So let me do something you almost never see in trade press: I'm going to push back on my own reporting.
The original sourcing pointed to a large-scale reduction.
But newer sources, multiple, independent, credible, suggest something much closer to normal operational movement.
People leave companies. Contracts end. Teams get reorganized after acquisitions, which is exactly what you'd expect post-605. That's not a mass layoff. That's a company evolving.
Did people lose their jobs at iSpot? Yes. That's never fun, and those people deserve acknowledgment. But was it the dramatic quarter-of-the-company bloodbath we initially characterized? I don't think the evidence supports that anymore.
I still stand by the fact that we were the only outlet paying attention. And I'd rather be the reporter who gets it first and corrects it publicly than the one who never showed up at all. That's the job.
The WARN Act analysis from the original piece? The absence of filings could just as easily mean the numbers never hit the thresholds, not that iSpot's lawyers were threading a needle. I gave that framing too much weight. The more straightforward explanation is probably making a lot more sense.
iSpot still hasn't talked to me directly and I still wish they would. But I'm not going to hold silence against them when my own numbers needed revising first.
iSpot's response to our reporting has been... creative. They haven't called me. Haven't emailed. Haven't issued a statement. What they've done is gotten their clients to call me. Brands, agencies, industry friends - reaching out off the record to push back, clarify, defend. Somebody encouraged them to reach out. And look - the fact that clients will defend iSpot actually says something positive. You don't pick up the phone for a vendor you don't believe in.
iSpot has a story worth telling. A product that works. Clients who believe in it. A new President with a real track record. What could be framed as a necessary restructuring. That's not a bad story. Nobody's telling it. And in the absence of the company's own voice, mine fills the vacuum.
Note: A third-party comms team has claimed iSpot, so expect more information coming out. Please.
EDO: the quiet winner with a noisy lawsuit
Quick update on the company I called "the smartest player in measurement" in the original series.
EDO is still doing the thing that works: measuring outcomes, partnering with everyone, threatening nobody's core business. Disney, Netflix, Amazon, Nielsen, NBCU - all working with them simultaneously. The partner-with-everyone model remains intact and growing.
They've got an $18.3 million problem though. In January, a federal jury in California found EDO liable for breach of contract with iSpot. EDO is appealing. Jury sided with EDO on half the claims. $18.3 million is less than 40% of what iSpot wanted. Business hasn't missed a beat.

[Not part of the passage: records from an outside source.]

use clap::{Parser, Subcommand};
use hc_config::{Config, build, load_yaml};
use hc_model::{NullSwitch, Switch};
use std::path::{Path, PathBuf};
use tracing_subscriber::EnvFilter;

mod error;
mod sim;

use error::{AppError, AppResult};
use sim::SimOptions;

#[derive(Parser)]
#[command(name = "hc-cli")]
#[command(about = "Home Climate Control CLI - zone and unit configuration tool", long_about = None)]
struct Cli {
    #[command(subcommand)]
    command: Commands,
}

#[derive(Subcommand)]
enum Commands {
    /// Validate configuration file syntax and structure
    Validate {
        /// Path to the configuration YAML file
        config_path: PathBuf,
    },
    /// List units and their zones
    Zones {
        /// Path to the configuration YAML file
        config_path: PathBuf,
    },
    /// Run a unit against simulated rooms
    Simulate {
        /// Path to the configuration YAML file
        config_path: PathBuf,
        /// Unit to simulate, defaults to the first one
        #[arg(long)]
        unit: Option<String>,
        /// Number of sensor samples per zone
        #[arg(long, default_value_t = 120)]
        steps: usize,
        /// Simulated seconds between samples
        #[arg(long, default_value_t = 60)]
        interval_s: i64,
        /// Initial indoor temperature
        #[arg(long, default_value_t = 18.0)]
        start: f64,
        /// Outdoor temperature
        #[arg(long, default_value_t = 5.0)]
        outdoor: f64,
        /// Degrees per step at full demand
        #[arg(long, default_value_t = 0.3)]
        gain: f64,
        /// Fraction of the indoor/outdoor difference lost per step
        #[arg(long, default_value_t = 0.01)]
        loss: f64,
        /// Print JSON lines instead of a table
        #[arg(long)]
        json: bool,
    },
}

#[tokio::main]
async fn main() -> AppResult<()> {
    tracing_subscriber::fmt()
        .with_env_filter(EnvFilter::try_from_default_env().unwrap_or_else(|_| EnvFilter::new("warn")))
        .with_writer(std::io::stderr)
        .init();

    let cli = Cli::parse();

    match cli.command {
        Commands::Validate { config_path } => cmd_validate(&config_path),
        Commands::Zones { config_path } => cmd_zones(&config_path),
        Commands::Simulate {
            config_path,
            unit,
            steps,
            interval_s,
            start,
            outdoor,
            gain,
            loss,
            json,
        } => {
            if interval_s <= 0 {
                return Err(AppError::InvalidArg {
                    what: "interval must be positive",
                });
            }
            let options = SimOptions {
                steps,
                interval: chrono::Duration::seconds(interval_s),
                start,
                outdoor,
                gain,
                loss,
                json,
            };
            cmd_simulate(&config_path, unit.as_deref(), &options).await
        }
    }
}

fn cmd_validate(config_path: &Path) -> AppResult<()> {
    println!("Validating configuration: {}", config_path.display());
    let config = load_yaml(config_path)?;
    // Building catches what only the model checks.
    let mut switches = |address: &str| Box::new(NullSwitch::new(address)) as Box<dyn Switch>;
    build(&config, &mut switches)?;
    println!(
        "✓ Configuration is valid ({} units, {} zones)",
        config.units.len(),
        config.zones().count()
    );
    Ok(())
}

fn cmd_zones(config_path: &Path) -> AppResult<()> {
    let config = load_yaml(config_path)?;
    print_zones(&config);
    Ok(())
}

fn print_zones(config: &Config) {
    if config.units.is_empty() {
        println!("No units found in configuration");
        return;
    }
    for unit in &config.units {
        println!(
            "{} - {} {:?} via {}",
            unit.name,
            unit.mode,
            unit.kind,
            unit.device.address()
        );
        for zone in &unit.zones {
            let mut flags = Vec::new();
            if !zone.enabled {
                flags.push("disabled".to_string());
            }
            if !zone.voting {
                flags.push(format!("non-voting, dump priority {}", zone.dump_priority));
            }
            if zone.hold {
                flags.push("hold".to_string());
            }
            if zone.economizer.is_some() {
                flags.push("economizer".to_string());
            }
            println!("  {} @ {:.1}{}", zone.name, zone.setpoint, if flags.is_empty() {
                String::new()
            } else {
                format!(" ({})", flags.join(", "))
            });
        }
    }
}

async fn cmd_simulate(config_path: &Path, unit: Option<&str>, options: &SimOptions) -> AppResult<()> {
    let config = load_yaml(config_path)?;

    let mut relays = Vec::new();
    let mut switches = |address: &str| {
        let switch = NullSwitch::new(address);
        relays.push(switch.clone());
        Box::new(switch) as Box<dyn Switch>
    };
    let mut plans = build(&config, &mut switches)?;

    let index = match unit {
        Some(name) => plans
            .iter()
            .position(|p| p.name == name)
            .ok_or_else(|| AppError::UnknownUnit { name: name.to_string() })?,
        None => 0,
    };
    if index >= plans.len() {
        return Err(AppError::InvalidArg {
            what: "configuration has no units",
        });
    }
    let plan = plans.swap_remove(index);
    println!("Simulating unit: {} ({} zones)", plan.name, plan.zones.len());

    let summary = sim::simulate(plan, options).await?;

    println!("✓ Simulation completed");
    println!("  Steps: {}", options.steps);
    println!("  Commands: {}", summary.commands);
    println!("  Running steps: {}", summary.running_steps);
    for (zone, state) in &summary.final_states {
        println!("  {zone}: {state:?}");
    }
    for relay in &relays {
        if let Ok(Some(on)) = relay.state() {
            println!("  {}: {}", relay.address(), if on { "on" } else { "off" });
        }
    }
    Ok(())
}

The irony of a company approaching breakeven at a fraction of iSpot's cost - without mass layoffs - while iSpot simultaneously cuts 25% of staff and sues EDO for $47 million is... well, it's this industry in one sentence, isn't it?
Full lawsuit details, what the court filings actually reveal, and why both companies' statements about each other are probably correct simultaneously - Part 4.
Nielsen: the accreditation, the lockdown, and the lawsuits
Here's the thing about the original series that surprised me most: how little pushback I got on the Nielsen section. Network executives, agency leaders, even people who defend Nielsen privately - almost nobody disputed the infrastructure moat thesis. The consensus was resigned agreement. Yeah, we know. What are we supposed to do about it?
So here are three updates that, taken together, paint a picture of a company simultaneously losing on every front and winning anyway. Which is kind of the whole point.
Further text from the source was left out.